Introduction: You Use LLMs Every Day — But Do You Know What's Inside?

You call openai.ChatCompletion.create(...) and a response appears. You paste code into Copilot and a completion materialises. It feels like magic, and for most developers it stays magic indefinitely — because none of the hosted APIs ever ask you to care about tokens, attention masks, or training loss.

That gap between using a language model and understanding one is quietly becoming a career bottleneck. Interviews for ML-adjacent roles increasingly probe whether you know why a decoder-only model uses causal masking, how tokenisation shapes what a model can learn, and what actually happens when you call .generate().

The Build LLM from Scratch course solves that gap by walking you through building a complete, working GPT-style language model yourself — dataset to deployment.
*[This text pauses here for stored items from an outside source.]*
use std::net::SocketAddr;

use thiserror::Error;

/// Error surface for the listener, watcher, and runtime wiring.
#[derive(Debug, Error)]
pub enum DaemonError {
    #[error("failed to bind {addr}: {source}")]
    Bind {
        addr: SocketAddr,
        #[source]
        source: std::io::Error,
    },

    #[error("I/O error at {context}: {source}")]
    Io {
        context: String,
        #[source]
        source: std::io::Error,
    },

    #[error("notify error: {0}")]
    Notify(#[from] notify::Error),

    #[error("task error: {0}")]
    Task(String),
}

pub(crate) fn io_err(context: impl Into<String>, source: std::io::Error) -> DaemonError {
    DaemonError::Io {
        context: context.into(),
        source,
    }
}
Real-world use cases this project enables:

Understanding how modern decoder-only language models work internally
Teaching transformer fundamentals in a university course or workshop
Building a tiny prompt-to-code generation model for demos and experiments
Experimenting with tokenisation, masked loss, and decoding strategies
Creating a local inference API around a trained PyTorch checkpoint
Preparing for advanced topics like fine-tuning, RAG, and production model deployment

This blog post covers the architecture, the full technology stack, the implementation phases, and the most painful technical challenges you'll hit. It does not include the full working source code — that lives in the course.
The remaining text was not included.